What clinical controversy prompted this systematic review and meta-analysis?
There is no consensus on whether incisal coverage is a risk factor or a protective factor in the preparation of ceramic veneers.
Which guidelines were followed to conduct this systematic review?
The PRISMA guidelines and the PROSPERO registry protocol.
How many studies were included in the final qualitative and quantitative synthesis?
8
Why might incisal coverage be considered a less conservative preparation design?
Because it requires removal of more tooth structure.
What overall recommendation does the study make regarding incisal coverage?
Both preparation designs with and without incisal coverage are safe and effective.
What was the primary objective of the study?
To evaluate the survival rates of preparation designs for ceramic veneers with and without incisal coverage.
What was the minimum follow-up period required for study inclusion?
A minimum follow-up period of three years.
How many veneers were evaluated in the group with incisal coverage?
1,186
What clinical conditions may negatively affect veneer survival regardless of incisal coverage?
Parafunctional habits, occlusal loading, veneer thickness, bonding quality, and improper case selection.
Was there a statistically significant difference in survival between veneers with and without incisal coverage?

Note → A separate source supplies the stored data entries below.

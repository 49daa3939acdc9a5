use serde::{Deserialize, Serialize};

// =========================================================
// Summary card types + route
// =========================================================

/// Whole-world scalar statistics for the latest refresh.
#[derive(Debug, Clone, PartialEq, Serialize, Deserialize)]
pub struct DerivedMetrics {
    pub total_confirmed: i64,
    pub total_recovered: i64,
    pub total_deaths: i64,
    pub total_active: i64,
    pub change_confirmed: i64,
    pub change_recovered: i64,
    pub change_deaths: i64,
    pub change_active: i64,
    pub active_rate: f64,
    pub recovery_rate: f64,
    pub mortality_rate: f64,
    pub cases_per_million: f64,
}

/// One of the four headline cards (`+1,234` over `56,789`).
#[derive(Debug, Clone, PartialEq, Eq, Serialize, Deserialize)]
pub struct SummaryCard {
    pub title: String,
    pub change: String,
    pub total: String,
}

/// Cards plus the raw numbers behind them.
#[derive(Debug, Clone, PartialEq, Serialize, Deserialize)]
pub struct SummaryData {
    pub cards: Vec<SummaryCard>,
    pub metrics: DerivedMetrics,
}

pub const GET_SUMMARY: &str = "/summary";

No, there was no statistically significant difference.
What factors vary among protocols for ceramic laminate veneers?
Thickness, crown length, type of material, incisal coverage, and preparation methods.

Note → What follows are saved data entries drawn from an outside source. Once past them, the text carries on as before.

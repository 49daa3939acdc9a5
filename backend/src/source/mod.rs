//! Upstream CSV acquisition.
//!
//! - [`fetcher`]: the [`Fetcher`] seam and its HTTP implementation
//! - [`loader`]: startup download, periodic refresh and snapshot installs
//! - [`error`]: error types shared with the parsers

pub mod error;
pub mod fetcher;
pub mod loader;

use std::path::{Path, PathBuf};

use crate::config::SourceSettings;

pub use error::{ErrorContext, SourceError, SourceResult};
pub use fetcher::{Fetcher, HttpFetcher};
pub use loader::{run_refresh_loop, DatasetLoader, RefreshOutcome};

/// The five files the dashboard is built from.
#[derive(Debug, Clone, Copy, PartialEq, Eq, Hash)]
pub enum SourceFile {
    Confirmed,
    Recovered,
    Deaths,
    IsoCodes,
    Continents,
}

impl SourceFile {
    /// The series re-fetched on every refresh.
    pub const SERIES: [SourceFile; 3] = [
        SourceFile::Confirmed,
        SourceFile::Recovered,
        SourceFile::Deaths,
    ];

    pub const ALL: [SourceFile; 5] = [
        SourceFile::Confirmed,
        SourceFile::Recovered,
        SourceFile::Deaths,
        SourceFile::IsoCodes,
        SourceFile::Continents,
    ];

    pub fn file_name(self) -> &'static str {
        match self {
            SourceFile::Confirmed => "time_series_covid19_confirmed_global.csv",
            SourceFile::Recovered => "time_series_covid19_recovered_global.csv",
            SourceFile::Deaths => "time_series_covid19_deaths_global.csv",
            SourceFile::IsoCodes => "country_to_iso.csv",
            SourceFile::Continents => "countries_continents.csv",
        }
    }

    pub fn url(self, settings: &SourceSettings) -> &str {
        match self {
            SourceFile::Confirmed => &settings.confirmed_url,
            SourceFile::Recovered => &settings.recovered_url,
            SourceFile::Deaths => &settings.deaths_url,
            SourceFile::IsoCodes => &settings.iso_codes_url,
            SourceFile::Continents => &settings.continents_url,
        }
    }
}

/// Layout of the local data directory.
#[derive(Debug, Clone, PartialEq, Eq)]
pub struct DataPaths {
    dir: PathBuf,
}

impl DataPaths {
    pub fn new(dir: impl Into<PathBuf>) -> Self {
        Self { dir: dir.into() }
    }

    pub fn dir(&self) -> &Path {
        &self.dir
    }

    /// Final location of a file.
    pub fn path(&self, file: SourceFile) -> PathBuf {
        self.dir.join(file.file_name())
    }

    /// Download target; renamed onto [`DataPaths::path`] once complete.
    pub fn part_path(&self, file: SourceFile) -> PathBuf {
        self.dir.join(format!("{}.part", file.file_name()))
    }

    pub fn series_paths(&self) -> [PathBuf; 3] {
        SourceFile::SERIES.map(|f| self.path(f))
    }

    pub fn series_part_paths(&self) -> [PathBuf; 3] {
        SourceFile::SERIES.map(|f| self.part_path(f))
    }
}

What types of studies were included in the review?
Randomized controlled trials and cohort studies.
How many veneers were evaluated in the group without incisal coverage?
188 veneers.
What preparation design principle is emphasized for long-term veneer success?
Preservation of enamel and minimizing aggressive tooth reduction.
What key message do the authors emphasize regarding preparation design choice?
Preparation design alone may not be the most important factor influencing veneer survival.
Why is incisal coverage debated in veneer preparation?
Because it is unclear whether incisal coverage increases veneer survival or contributes to mechanical complications and failures.
What PICO criteria were used to define the research question?
Population: Patients receiving ceramic veneers
Intervention: Veneers with incisal coverage
Comparison: Veneers without incisal coverage
Outcome: Survival rate
A) What was the estimated cumulative survival rate for veneers with incisal coverage?
88%
Why were clinical failures with incisal coverage sometimes observed?
Due to insufficient preparation space leading to ceramic fractures.
What future research do the authors recommend?
Randomized clinical trials comparing preparation designs with standardized descriptions and long-term follow-up.
What was the null hypothesis of this systematic review regarding incisal coverage?
The null hypothesis was that incisal coverage has no influence on the survival rates of ceramic laminate veneers.
What was the estimated cumulative survival rate for veneers without incisal coverage?
91%
Why do the authors suggest that enamel preservation may be more critical than preparation design in veneer longevity?
Because bonding to enamel provides more reliable adhesion than bonding to dentin, which contributes more to long-term veneer survival than the presence or absence of incisal coverage.